The offhand fashion of address provoked a fresh demonstration which
the nominee acknowledged with a good-humored nod. His eye
sauntered over the delegates, and with a shrewd twinkle halted on the
dejected group which had fought his nomination.
"This happy occasion reminds me of a Tuscarora County story," he

began, with a little drawl; "the story of Tired Tinkham's election as
overseer of highways at Noah's Basin--a pioneer classic which some of
you have doubtless heard. It happened in the early days of Noah's Basin,
when that interesting village contained perhaps a score less people than
walk its changeless streets to-day. Tired Tinkham was the local Rip
Van Winkle--the children's friend and labor's foe. No one could whittle
green willow whistles in the springtime like Tired Tinkham, or fashion
bows and arrows with such fascinating skill. Like Rip also he drank
whenever a drink was forthcoming, but unlike Rip he did not hunt.

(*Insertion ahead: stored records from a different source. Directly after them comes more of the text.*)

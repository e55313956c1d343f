use std::time::Duration;

use eeg_sensor::DriverError;
use thiserror::Error;

#[derive(Debug, Error)]
pub enum ExperimentError {
    #[error("Invalid trial timing: {0}")]
    InvalidTiming(String),
    #[error("Presentation of {0:?} exceeds the {:?} limit", crate::experiment::MAX_DURATION)]
    DurationTooLong(Duration),
    #[error("EEG device error: {0}")]
    Device(#[from] DriverError),
}

pub type Result<T> = std::result::Result<T, ExperimentError>;
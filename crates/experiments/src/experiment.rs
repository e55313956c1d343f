//! The experiment trait and the presentation loop shared by every paradigm

use std::path::Path;
use std::thread;
use std::time::{Duration, Instant};

use rand::{Rng, RngCore};
use tracing::{debug, info, warn};

use eeg_sensor::{EegDevice, RecordingSummary};
use eeg_types::ExperimentKind;

use crate::error::{ExperimentError, Result};
use crate::schedule::{build_schedule, make_rng, Condition, Stimulus, TrialTiming};

/// Longest presentation accepted by [`run_presentation`].
pub const MAX_DURATION: Duration = Duration::from_secs(4 * 60 * 60);

/// What a finished presentation produced
#[derive(Debug, Clone, PartialEq)]
pub struct PresentationSummary {
    pub experiment: ExperimentKind,
    /// Stimuli shown, in order
    pub stimuli: Vec<Stimulus>,
    /// Present when an EEG device was recording
    pub recording: Option<RecordingSummary>,
}

impl PresentationSummary {
    /// Number of trials shown for a marker code.
    pub fn count(&self, marker: u32) -> usize {
        self.stimuli
            .iter()
            .filter(|s| s.condition.marker == marker)
            .count()
    }
}

/// Core trait that every experiment paradigm implements
pub trait Experiment: Send + Sync {
    fn kind(&self) -> ExperimentKind;

    /// Name used for logging and data directories
    fn name(&self) -> &'static str {
        self.kind().name()
    }

    /// One-line summary logged when a presentation starts
    fn description(&self) -> &'static str;

    /// Stimulus classes and their marker codes
    fn conditions(&self) -> &[Condition];

    fn timing(&self) -> TrialTiming;

    /// Seed for the trial sequence; `None` draws from entropy
    fn seed(&self) -> Option<u64> {
        None
    }

    /// Pick the condition of the next trial. Uniform over `conditions()` by default.
    fn next_condition(&self, rng: &mut dyn RngCore) -> Condition {
        let conditions = self.conditions();
        conditions[rng.gen_range(0..conditions.len())]
    }

    /// Extra detail logged with each stimulus of `condition`.
    fn stimulus_detail(&self, _condition: &Condition) -> Option<String> {
        None
    }

    /// Full trial sequence for a presentation of `duration`.
    fn schedule(&self, duration: Duration, rng: &mut dyn RngCore) -> Vec<Stimulus> {
        build_schedule(&self.timing(), duration, rng, |rng| self.next_condition(rng))
    }

    /// Run the experiment for `duration`, recording into `save_path` when a
    /// device is given.
    fn present(
        &self,
        duration: Duration,
        eeg: Option<&mut (dyn EegDevice + '_)>,
        save_path: &Path,
    ) -> Result<PresentationSummary> {
        run_presentation(self, duration, eeg, save_path)
    }
}

/// Start the device, walk the schedule in real time pushing a marker at each
/// onset, hold until `duration` has elapsed, then stop and save.
///
/// The device is stopped even when pushing a marker fails, so whatever was
/// acquired still reaches disk before the error is returned.
pub fn run_presentation<E: Experiment + ?Sized>(
    experiment: &E,
    duration: Duration,
    mut eeg: Option<&mut (dyn EegDevice + '_)>,
    save_path: &Path,
) -> Result<PresentationSummary> {
    experiment.timing().validate()?;
    if duration > MAX_DURATION {
        return Err(ExperimentError::DurationTooLong(duration));
    }

    let mut rng = make_rng(experiment.seed());
    let stimuli = experiment.schedule(duration, &mut rng);
    info!(
        experiment = experiment.name(),
        trials = stimuli.len(),
        duration_secs = duration.as_secs_f64(),
        "Starting presentation: {}",
        experiment.description()
    );

    match eeg.as_deref_mut() {
        Some(device) => {
            let channels = device.channel_names().join(",");
            info!(
                board = device.board_code(),
                sample_rate = device.sample_rate(),
                channels = %channels,
                "Recording EEG"
            );
            device.start(save_path)?
        }
        None => warn!("No EEG device attached; running presentation without recording"),
    }

    let started = Instant::now();
    let delivered = deliver(experiment, &stimuli, started, eeg.as_deref_mut());
    sleep_until(started, duration);

    let recording = match eeg {
        Some(device) => Some(device.stop()?),
        None => None,
    };
    delivered?;

    let summary = PresentationSummary {
        experiment: experiment.kind(),
        stimuli,
        recording,
    };
    for condition in experiment.conditions() {
        info!(
            experiment = experiment.name(),
            condition = condition.label,
            trials = summary.count(condition.marker),
            "Presentation finished"
        );
    }
    Ok(summary)
}

fn deliver<E: Experiment + ?Sized>(
    experiment: &E,
    stimuli: &[Stimulus],
    started: Instant,
    mut eeg: Option<&mut (dyn EegDevice + '_)>,
) -> Result<()> {
    for (trial, stimulus) in stimuli.iter().enumerate() {
        sleep_until(started, stimulus.onset);
        if let Some(device) = eeg.as_deref_mut() {
            device.push_marker(stimulus.condition.marker)?;
        }
        let detail = experiment.stimulus_detail(&stimulus.condition);
        debug!(
            trial,
            marker = stimulus.condition.marker,
            label = stimulus.condition.label,
            detail = detail.as_deref(),
            onset_secs = stimulus.onset.as_secs_f64(),
            "Stimulus"
        );
    }
    Ok(())
}

fn sleep_until(started: Instant, offset: Duration) {
    match started.checked_add(offset) {
        Some(deadline) => {
            let now = Instant::now();
            if deadline > now {
                thread::sleep(deadline - now);
            }
        }
        None => warn!("Offset {:?} is out of range; not waiting", offset),
    }
}
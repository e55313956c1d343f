// Re-export modules for library use
pub mod cli;
pub mod config;
pub mod error;
pub mod logging;
pub mod prompt;
pub mod save_path;
pub mod session;

pub use error::{LauncherError, Result};
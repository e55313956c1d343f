pub mod driver;
pub mod mock_data_generator;

pub use driver::MockDriver;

Minks, coons, and squirrels were plentiful, with here and there a deer or
bear, but Tired Tinkham was too weary to hunt. He fished; fished day
in and day out in the canal basin, which gives the place its name; fished
till the packet captains came to know him and point him out as a fixture
in the scenery. But, lazy as he was, Tired Tinkham didn't monopolize
all the laziness in Noah's Basin. In one particular laziness was epidemic,
even among the otherwise industrious, and it took the form of shirking
the road tax. No roads were wretcheder than theirs; nobody cared less
than they. In his personal view of life Tired Tinkham was a fit exponent
of the local theory of public duty, and some village humorist
accordingly hit upon the idea of nominating him for overseer of
highways. Tired Tinkham looked more than commonly fatigued at the
suggestion, but did not put the crown away. His election was
unanimous. Then Noah's Basin woke up. The jubilee bonfires were
scarcely ashes before Tired Tinkham delivered at the corner grocery
what he called his inaugural address. 'I cal'late I know why I wuz
'lected; he said. 'T' loaf 'n' let ye loaf. I cal'late ye've mistook suthin'.
Ye'll work.' And work Noah's Basin did as it had never worked before."